Top of DATA FOR ANALYSIS
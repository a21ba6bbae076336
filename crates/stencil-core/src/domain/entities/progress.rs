use serde::Serialize;
use std::fmt;
use std::path::PathBuf;

/// Phases of a scaffold run, in the only order they can occur.
#[derive(Debug, Clone, Copy, PartialEq, Eq, Hash, PartialOrd, Ord, Serialize)]
#[serde(rename_all = "kebab-case")]
pub enum Phase {
    Cloning,
    Preparing,
    Stripping,
    GitInit,
    Completed,
}

impl Phase {
    pub const fn as_str(&self) -> &'static str {
        match self {
            Self::Cloning => "cloning",
            Self::Preparing => "preparing",
            Self::Stripping => "stripping",
            Self::GitInit => "git-init",
            Self::Completed => "completed",
        }
    }

    /// Label shown when the phase starts.
    pub const fn status_message(&self) -> &'static str {
        match self {
            Self::Cloning => "Cloning starter project and core packages...",
            Self::Preparing => "Preparing project...",
            Self::Stripping => "Removing security mechanism...",
            Self::GitInit => "Initializing git repository...",
            Self::Completed => "Completed.",
        }
    }

    /// The phase announced after this one, or `None` after `Completed`.
    pub const fn next(self, strip_security: bool) -> Option<Self> {
        match self {
            Self::Cloning => Some(Self::Preparing),
            Self::Preparing if strip_security => Some(Self::Stripping),
            Self::Preparing | Self::Stripping => Some(Self::GitInit),
            Self::GitInit => Some(Self::Completed),
            Self::Completed => None,
        }
    }
}

impl fmt::Display for Phase {
    fn fmt(&self, f: &mut fmt::Formatter<'_>) -> fmt::Result {
        f.write_str(self.as_str())
    }
}

/// Snapshot reported to the caller when a phase starts.
///
/// `last_operation_message` describes what the previous phase accomplished.
/// `output_messages` and `generated_file_paths` are only filled on the
/// terminal event.
#[derive(Debug, Clone, PartialEq, Eq, Serialize)]
pub struct ProgressEvent {
    pub phase: Phase,
    pub status_message: String,
    #[serde(skip_serializing_if = "Option::is_none")]
    pub last_operation_message: Option<String>,
    #[serde(skip_serializing_if = "Vec::is_empty")]
    pub output_messages: Vec<String>,
    #[serde(skip_serializing_if = "Option::is_none")]
    pub generated_file_paths: Option<Vec<PathBuf>>,
}

impl ProgressEvent {
    pub fn started(phase: Phase, last_operation_message: Option<String>) -> Self {
        Self {
            phase,
            status_message: phase.status_message().to_string(),
            last_operation_message,
            output_messages: Vec::new(),
            generated_file_paths: None,
        }
    }

    pub fn is_terminal(&self) -> bool {
        self.phase == Phase::Completed
    }
}
//! Filesystem adapters.

mod local;
mod memory;

pub use local::LocalFilesystem;
pub use memory::MemoryFilesystem;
Bottom of DATA FOR ANALYSIS
## INSTRUCTIONS FOR THE TASK
Each line above that has the word "Completed" must be copied.

## RESULT OF THIS TASK
    Completed,
            Self::Completed => "completed",
            Self::Completed => "Completed.",
    /// The phase announced after this one, or `None` after `Completed`.
            Self::GitInit => Some(Self::Completed),
            Self::Completed => None,
        self.phase == Phase::Completed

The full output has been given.